Dana Douglas, the chapter’s founding President, speaks to the progress women can make when they come together to develop each other’s professional potential. “It has been exciting to witness the growth of the organization throughout South Louisiana for many reasons, not the least of which is that the women who work in what is thought to be a very male dominant industry are becoming more visible,” she said. “That can only mean great things for the younger people across our state who dream of working in these fields.” Involvement in these organizations not only bolsters professional connections, but personal ones as well. JLNO Active and past WEN South Louisiana president Nene Glenn Gianfala explained, “Like JLNO, WEN is another outlet to socialize with great women while serving your local community. Whether it’s a JLNO thrift store shift or helping out at STEM (Science, Technology, Engineering, and Mathematics) day at Zephyr stadium with WEN, volunteering together forges friendships that continue long after the project is complete.”
Promoting Resources for Women’s Health
In a city where accessible, affordable health care can be a challenge, one local-turned-national organization is working hard to improve the physical, mental and spiritual health of women and their families. The Institute of Women & Ethnic Studies (IWES) was founded in New Orleans in 1993 with the aim of enhancing quality of life for socioeconomically disadvantaged women through community-driven research, advocacy, and partnerships.
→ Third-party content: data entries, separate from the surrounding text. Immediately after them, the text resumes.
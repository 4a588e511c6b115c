use anyhow::{anyhow, Context, Result};
use clap::{Parser, Subcommand};
use doe_design::suite::suite_output_path;
use doe_design::{
    expand_suite, prepare_suite, write_document, CompileOptions, DesignError, EngineConfig,
    ExperimentSummary,
};
use regex::Regex;
use serde_json::{json, Map, Value};
use std::path::{Path, PathBuf};
use tracing_subscriber::{fmt, EnvFilter};

#[derive(Parser)]
#[command(
    name = "doe",
    version,
    about = "Expands experiment suite designs into run configurations"
)]
struct Cli {
    /// Project config root holding designs/, group_vars/ and roles/.
    #[arg(long, env = "DOES_CONFIG_DIR", default_value = ".", global = true)]
    config_dir: PathBuf,
    #[arg(long, env = "DOES_PROJECT_ID", global = true)]
    prj_id: Option<String>,
    #[command(subcommand)]
    command: Commands,
}

#[derive(Subcommand)]
enum Commands {
    /// Validate and expand one or more suites.
    Design {
        #[arg(required = true)]
        suites: Vec<String>,
        /// Regex; only matching experiments are expanded.
        #[arg(long)]
        exps_filter: Option<String>,
        /// Write the validated design before expansion (.json or .yml).
        #[arg(long)]
        design_out: Option<PathBuf>,
        /// Write the run lists (.json or .yml). Printed to stdout otherwise.
        #[arg(long)]
        runs_out: Option<PathBuf>,
        #[arg(long)]
        validate_only: bool,
        #[arg(long)]
        ignore_undefined_vars: bool,
        /// YAML mapping of template variables.
        #[arg(long)]
        vars: Option<PathBuf>,
        #[arg(long = "set")]
        set_values: Vec<String>,
        #[arg(long)]
        json: bool,
    },
    /// Show factors and expected run counts per experiment.
    Describe {
        suite: String,
        #[arg(long)]
        json: bool,
    },
    /// List the suites with a design file and the known host types and roles.
    Suites {
        #[arg(long)]
        json: bool,
    },
}

fn main() -> Result<()> {
    init_logging();
    let cli = Cli::parse();
    let json_mode = command_json_mode(&cli.command);
    let config = EngineConfig::from_config_dir(
        cli.config_dir,
        cli.prj_id.clone().unwrap_or_default(),
    );
    let result = run_command(&config, cli.prj_id.is_some(), cli.command);
    match result {
        Ok(Some(payload)) => {
            emit_json(&payload);
            Ok(())
        }
        Ok(None) => Ok(()),
        Err(err) => {
            if json_mode {
                let code = err
                    .downcast_ref::<DesignError>()
                    .map(DesignError::code)
                    .unwrap_or("command_failed");
                emit_json(&json_error(code, format!("{:#}", err), json!({})));
                std::process::exit(1);
            }
            Err(err)
        }
    }
}

fn init_logging() {
    let filter = EnvFilter::try_from_default_env().unwrap_or_else(|_| EnvFilter::new("warn"));
    fmt()
        .with_env_filter(filter)
        .with_writer(std::io::stderr)
        .with_target(false)
        .init();
}

fn run_command(
    config: &EngineConfig,
    has_prj_id: bool,
    command: Commands,
) -> Result<Option<Value>> {
    match command {
        Commands::Design {
            suites,
            exps_filter,
            design_out,
            runs_out,
            validate_only,
            ignore_undefined_vars,
            vars,
            set_values,
            json,
        } => {
            if !has_prj_id {
                return Err(anyhow!(
                    "missing project id: pass --prj-id or set DOES_PROJECT_ID"
                ));
            }
            let exp_filter = exps_filter
                .as_deref()
                .map(Regex::new)
                .transpose()
                .context("invalid --exps-filter")?;
            let mut template_vars = match &vars {
                Some(path) => load_vars_file(path)?,
                None => Map::new(),
            };
            template_vars.extend(parse_set_bindings(&set_values)?);
            let options = CompileOptions {
                exp_filter,
                tolerate_undefined: ignore_undefined_vars,
                vars: template_vars,
            };
            let outputs = Outputs {
                design_out,
                runs_out,
                validate_only,
                per_suite: suites.len() > 1,
            };

            let mut reports = Vec::new();
            let mut failed = Vec::new();
            for suite in &suites {
                match design_suite(config, suite, &options, &outputs) {
                    Ok(report) => reports.push(report),
                    Err(err) => {
                        tracing::error!(suite = %suite, "{:#}", err);
                        if !json {
                            eprintln!("suite {} failed: {:#}", suite, err);
                        }
                        failed.push(json!({"suite": suite, "error": format!("{:#}", err)}));
                    }
                }
            }

            if json {
                let payload = json!({
                    "ok": failed.is_empty(),
                    "command": "design",
                    "suites": reports,
                    "failed": failed
                });
                if !failed.is_empty() {
                    emit_json(&payload);
                    std::process::exit(1);
                }
                return Ok(Some(payload));
            }
            for report in &reports {
                print_report(report);
            }
            if !failed.is_empty() {
                return Err(anyhow!(
                    "{} of {} suites failed",
                    failed.len(),
                    suites.len()
                ));
            }
        }
        Commands::Describe { suite, json } => {
            let ctx = config.context(&suite)?;
            let raw = config.load_design(&suite)?;
            let prepared = prepare_suite(&raw, &ctx)?;
            let summary = prepared.summary();
            if json {
                return Ok(Some(json!({
                    "ok": true,
                    "command": "describe",
                    "suite": suite,
                    "experiments": summary
                })));
            }
            println!("suite: {}", suite);
            for exp in &summary {
                print_summary(exp);
            }
        }
        Commands::Suites { json } => {
            let suites = config.suites()?;
            let registry = config.registry()?;
            let host_types: Vec<&str> = registry.host_types().collect();
            let roles: Vec<&str> = registry.roles().collect();
            if json {
                return Ok(Some(json!({
                    "ok": true,
                    "command": "suites",
                    "designs_dir": config.designs_dir.display().to_string(),
                    "suites": suites,
                    "host_types": host_types,
                    "roles": roles
                })));
            }
            for suite in suites {
                println!("{}", suite);
            }
            tracing::info!(
                host_types = %host_types.join(", "),
                roles = %roles.join(", "),
                "registry"
            );
        }
    }
    Ok(None)
}

struct Outputs {
    design_out: Option<PathBuf>,
    runs_out: Option<PathBuf>,
    validate_only: bool,
    per_suite: bool,
}

impl Outputs {
    fn path_for(&self, base: &Path, suite: &str) -> PathBuf {
        if self.per_suite {
            suite_output_path(base, suite)
        } else {
            base.to_path_buf()
        }
    }
}

fn design_suite(
    config: &EngineConfig,
    suite: &str,
    options: &CompileOptions,
    outputs: &Outputs,
) -> Result<Value> {
    let ctx = config.context(suite)?;
    let raw = config.load_design(suite)?;
    let prepared = prepare_suite(&raw, &ctx)?;
    let mut report = json!({
        "suite": suite,
        "design": config.design_path(suite).display().to_string(),
        "experiments": prepared.experiments.len()
    });

    if let Some(base) = &outputs.design_out {
        let path = outputs.path_for(base, suite);
        write_document(&path, &prepared.to_document()?)
            .with_context(|| format!("writing {}", path.display()))?;
        report["design_out"] = json!(path.display().to_string());
    }
    if outputs.validate_only {
        report["validated"] = json!(true);
        return Ok(report);
    }

    let compiled = expand_suite(&prepared, options)?;
    report["runs"] = json!(compiled.run_count());
    report["digest"] = json!(compiled.digest());
    match &outputs.runs_out {
        Some(base) => {
            let path = outputs.path_for(base, suite);
            write_document(&path, &compiled.to_document())
                .with_context(|| format!("writing {}", path.display()))?;
            report["runs_out"] = json!(path.display().to_string());
        }
        None => {
            report["run_lists"] = compiled.to_document();
        }
    }
    Ok(report)
}

fn load_vars_file(path: &Path) -> Result<Map<String, Value>> {
    match doe_design::load_yaml_document(path)? {
        Value::Object(map) => Ok(map),
        _ => Err(anyhow!("--vars file must contain a mapping: {}", path.display())),
    }
}

fn emit_json(value: &Value) {
    match serde_json::to_string(value) {
        Ok(s) => println!("{}", s),
        Err(_) => println!(
            "{{\"ok\":false,\"error\":{{\"code\":\"serialization_error\",\"message\":\"failed to serialize JSON payload\",\"details\":{{}}}}}}"
        ),
    }
}

fn json_error(code: &str, message: String, details: Value) -> Value {
    json!({
        "ok": false,
        "error": {
            "code": code,
            "message": message,
            "details": details
        }
    })
}

fn command_json_mode(command: &Commands) -> bool {
    match command {
        Commands::Design { json, .. }
        | Commands::Describe { json, .. }
        | Commands::Suites { json } => *json,
    }
}

fn parse_set_bindings(values: &[String]) -> Result<Map<String, Value>> {
    let mut out = Map::new();
    for raw in values {
        let (key, val_raw) = raw
            .split_once('=')
            .ok_or_else(|| anyhow!("invalid --set '{}': expected k=v", raw))?;
        if key.trim().is_empty() {
            return Err(anyhow!("invalid --set '{}': key cannot be empty", raw));
        }
        let parsed =
            serde_json::from_str::<Value>(val_raw).unwrap_or(Value::String(val_raw.to_string()));
        out.insert(key.to_string(), parsed);
    }
    Ok(out)
}

fn print_report(report: &Value) {
    if let Some(lists) = report.get("run_lists") {
        match serde_yaml::to_string(lists) {
            Ok(yaml) => print!("{}", yaml),
            Err(err) => eprintln!("failed to render run lists: {}", err),
        }
        return;
    }
    println!("suite: {}", report["suite"].as_str().unwrap_or_default());
    println!("experiments: {}", report["experiments"]);
    for key in ["design_out", "runs", "runs_out", "digest"] {
        if let Some(value) = report.get(key) {
            match value.as_str() {
                Some(s) => println!("{}: {}", key, s),
                None => println!("{}: {}", key, value),
            }
        }
    }
    if report.get("validated").is_some() {
        println!("validated: true");
    }
}

fn print_summary(summary: &ExperimentSummary) {
    println!("experiment: {}", summary.experiment);
    println!("  host_types: {}", summary.host_types.join(", "));
    println!("  n_repetitions: {}", summary.n_repetitions);
    println!("  factor_levels_entries: {}", summary.level_entries);
    if !summary.level_paths.is_empty() {
        println!("  level_factors: {}", summary.level_paths.join(", "));
    }
    for (path, count) in &summary.cross_levels {
        println!("  cross_factor: {} ({} levels)", path, count);
    }
    println!("  expected_runs: {}", summary.expected_runs);
    if summary.except_filters > 0 {
        println!("  except_filters: {}", summary.except_filters);
    }
}

#[cfg(test)]
mod tests {
    use super::*;

    #[test]
    fn set_bindings_parse_json_with_string_fallback() {
        let values = vec![
            "size=10".to_string(),
            "name=fast".to_string(),
            "opts={\"a\": [1]}".to_string(),
        ];
        let parsed = parse_set_bindings(&values).expect("parse");
        assert_eq!(parsed["size"], json!(10));
        assert_eq!(parsed["name"], json!("fast"));
        assert_eq!(parsed["opts"], json!({"a": [1]}));
    }

    #[test]
    fn set_bindings_reject_malformed_entries() {
        let err = parse_set_bindings(&["novalue".to_string()]).expect_err("no =");
        assert!(err.to_string().contains("expected k=v"), "unexpected: {}", err);
        assert!(parse_set_bindings(&[" =1".to_string()]).is_err());
    }

    #[test]
    fn per_suite_outputs_get_suffixed_names() {
        let outputs = Outputs {
            design_out: None,
            runs_out: None,
            validate_only: false,
            per_suite: true,
        };
        assert_eq!(
            outputs.path_for(Path::new("out/runs.yml"), "bench"),
            PathBuf::from("out/runs_bench.yml")
        );
    }

    #[test]
    fn cli_parses_design_flags() {
        let cli = Cli::try_parse_from([
            "doe",
            "--prj-id",
            "demo",
            "design",
            "bench",
            "--exps-filter",
            "lat_",
            "--set",
            "a=1",
            "--json",
        ])
        .expect("parse");
        assert_eq!(cli.prj_id.as_deref(), Some("demo"));
        assert!(command_json_mode(&cli.command));
        match cli.command {
            Commands::Design {
                suites, set_values, ..
            } => {
                assert_eq!(suites, vec!["bench"]);
                assert_eq!(set_values, vec!["a=1"]);
            }
            _ => panic!("expected design"),
        }
    }
}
IWES takes a “truly unique approach to empowering disadvantaged communities,” said board member Kandice Doley. Through the creation of culturally proficient programs, IWES is able to both address and advocate for the capacity of women of color and their communities to create sustainable change in several areas including resilience, emotional and physical well-being, youth development and sexual health. Working with partners like the Centers for Disease Control and Prevention and the New Orleans Health Department, IWES uses the Social Ecological Model to heal communities from the inside out and “affect real, sustainable change” for women who need it most.
These are just a few of New Orleans’ many non-profit organizations that, through their unique work in our communities, share JLNO’s focus on Advancing the Wellbeing of Women. As members of the Junior League, it is empowering to see how our goals align with these neighboring organizations, our individual contributions acting as the common thread to educate, heal and support each other in the face of adversity. Sustainer Kathy Epstein Seligman affirmed these worthwhile efforts, “Some days are difficult and some days are amazing, but all women should help other women. It’s our job.”